* **Aim of the task**
Return each line of the listing that contains the string "types".

(Dataset records begins)

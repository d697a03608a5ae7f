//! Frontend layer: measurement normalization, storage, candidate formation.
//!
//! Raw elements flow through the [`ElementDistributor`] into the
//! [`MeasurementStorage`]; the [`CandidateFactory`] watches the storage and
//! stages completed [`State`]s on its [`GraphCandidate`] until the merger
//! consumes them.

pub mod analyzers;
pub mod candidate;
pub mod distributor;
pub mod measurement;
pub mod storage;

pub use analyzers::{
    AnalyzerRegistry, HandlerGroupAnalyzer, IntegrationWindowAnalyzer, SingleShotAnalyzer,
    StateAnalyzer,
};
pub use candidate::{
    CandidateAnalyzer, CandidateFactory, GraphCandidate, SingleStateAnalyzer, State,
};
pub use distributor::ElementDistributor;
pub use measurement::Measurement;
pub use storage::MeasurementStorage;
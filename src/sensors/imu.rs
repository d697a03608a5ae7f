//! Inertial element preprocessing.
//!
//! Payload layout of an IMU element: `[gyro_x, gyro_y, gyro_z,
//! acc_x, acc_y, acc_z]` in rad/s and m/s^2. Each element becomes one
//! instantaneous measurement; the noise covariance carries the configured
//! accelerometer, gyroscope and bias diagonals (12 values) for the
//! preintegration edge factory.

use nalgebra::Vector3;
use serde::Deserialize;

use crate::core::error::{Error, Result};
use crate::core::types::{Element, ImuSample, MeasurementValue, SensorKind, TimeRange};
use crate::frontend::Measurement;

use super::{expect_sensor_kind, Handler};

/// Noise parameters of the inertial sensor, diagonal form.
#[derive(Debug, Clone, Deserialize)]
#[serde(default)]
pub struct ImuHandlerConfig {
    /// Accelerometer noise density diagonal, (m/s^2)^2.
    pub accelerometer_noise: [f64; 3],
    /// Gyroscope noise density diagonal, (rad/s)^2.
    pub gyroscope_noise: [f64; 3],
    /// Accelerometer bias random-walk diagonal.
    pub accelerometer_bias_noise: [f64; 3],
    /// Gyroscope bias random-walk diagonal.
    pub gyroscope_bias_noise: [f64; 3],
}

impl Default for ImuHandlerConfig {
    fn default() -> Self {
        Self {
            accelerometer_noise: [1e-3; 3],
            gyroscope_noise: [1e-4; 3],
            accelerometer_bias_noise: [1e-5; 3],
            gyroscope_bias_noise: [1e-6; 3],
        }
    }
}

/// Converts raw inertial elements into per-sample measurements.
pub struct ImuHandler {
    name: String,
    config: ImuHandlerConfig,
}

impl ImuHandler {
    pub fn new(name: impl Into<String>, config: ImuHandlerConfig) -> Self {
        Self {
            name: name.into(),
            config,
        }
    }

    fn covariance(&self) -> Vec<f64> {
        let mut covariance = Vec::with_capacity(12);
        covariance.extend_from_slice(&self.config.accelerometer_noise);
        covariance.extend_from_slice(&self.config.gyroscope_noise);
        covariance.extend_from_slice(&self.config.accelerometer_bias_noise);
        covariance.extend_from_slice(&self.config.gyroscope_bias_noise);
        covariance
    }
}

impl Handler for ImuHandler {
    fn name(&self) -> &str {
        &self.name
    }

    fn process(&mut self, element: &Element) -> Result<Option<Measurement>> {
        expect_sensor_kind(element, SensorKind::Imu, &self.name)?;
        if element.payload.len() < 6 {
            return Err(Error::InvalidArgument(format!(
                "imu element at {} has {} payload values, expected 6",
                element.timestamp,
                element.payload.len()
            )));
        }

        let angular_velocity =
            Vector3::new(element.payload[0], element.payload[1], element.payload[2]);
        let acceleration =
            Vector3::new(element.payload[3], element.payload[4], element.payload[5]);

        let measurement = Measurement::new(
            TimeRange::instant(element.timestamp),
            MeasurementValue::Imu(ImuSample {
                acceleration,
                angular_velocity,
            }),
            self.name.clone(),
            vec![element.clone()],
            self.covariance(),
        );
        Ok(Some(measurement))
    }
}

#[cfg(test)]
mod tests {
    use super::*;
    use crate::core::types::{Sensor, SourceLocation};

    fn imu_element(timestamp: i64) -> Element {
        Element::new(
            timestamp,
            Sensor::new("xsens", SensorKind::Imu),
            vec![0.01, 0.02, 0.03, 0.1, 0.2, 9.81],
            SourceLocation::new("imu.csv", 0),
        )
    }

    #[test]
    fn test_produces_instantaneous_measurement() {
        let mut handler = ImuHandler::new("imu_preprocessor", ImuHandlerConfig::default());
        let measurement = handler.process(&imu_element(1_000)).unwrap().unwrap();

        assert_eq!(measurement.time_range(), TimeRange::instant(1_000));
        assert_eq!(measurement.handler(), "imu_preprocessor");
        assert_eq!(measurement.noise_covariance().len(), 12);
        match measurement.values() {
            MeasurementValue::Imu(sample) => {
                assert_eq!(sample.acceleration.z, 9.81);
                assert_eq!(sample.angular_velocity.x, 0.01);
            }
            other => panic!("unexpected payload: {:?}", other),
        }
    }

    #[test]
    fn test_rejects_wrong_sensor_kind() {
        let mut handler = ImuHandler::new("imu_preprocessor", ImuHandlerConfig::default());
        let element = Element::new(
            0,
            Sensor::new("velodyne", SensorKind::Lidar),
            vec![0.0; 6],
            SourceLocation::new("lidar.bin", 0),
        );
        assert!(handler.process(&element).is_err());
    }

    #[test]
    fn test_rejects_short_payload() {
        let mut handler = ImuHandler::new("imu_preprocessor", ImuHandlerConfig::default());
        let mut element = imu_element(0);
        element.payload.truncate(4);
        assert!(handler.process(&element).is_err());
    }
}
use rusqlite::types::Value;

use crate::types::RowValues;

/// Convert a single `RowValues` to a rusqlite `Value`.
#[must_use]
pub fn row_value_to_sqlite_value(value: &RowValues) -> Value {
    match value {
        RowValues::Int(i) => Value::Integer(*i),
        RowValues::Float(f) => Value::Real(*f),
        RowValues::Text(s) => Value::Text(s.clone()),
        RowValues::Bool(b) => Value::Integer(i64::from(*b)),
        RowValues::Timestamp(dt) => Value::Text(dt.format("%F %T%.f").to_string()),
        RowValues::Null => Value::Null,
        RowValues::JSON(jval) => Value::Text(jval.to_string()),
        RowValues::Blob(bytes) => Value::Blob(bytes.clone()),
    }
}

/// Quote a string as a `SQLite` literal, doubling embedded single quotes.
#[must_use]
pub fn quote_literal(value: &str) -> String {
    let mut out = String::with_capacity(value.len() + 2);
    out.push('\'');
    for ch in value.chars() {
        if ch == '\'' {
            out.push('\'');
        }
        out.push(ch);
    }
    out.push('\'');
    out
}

(Dataset records ends)

* **Finished task**
use crate::core::types::{Element, ImuSample, MeasurementValue, SensorKind, TimeRange};
    use crate::core::types::{Sensor, SourceLocation};
use rusqlite::types::Value;
use crate::types::RowValues;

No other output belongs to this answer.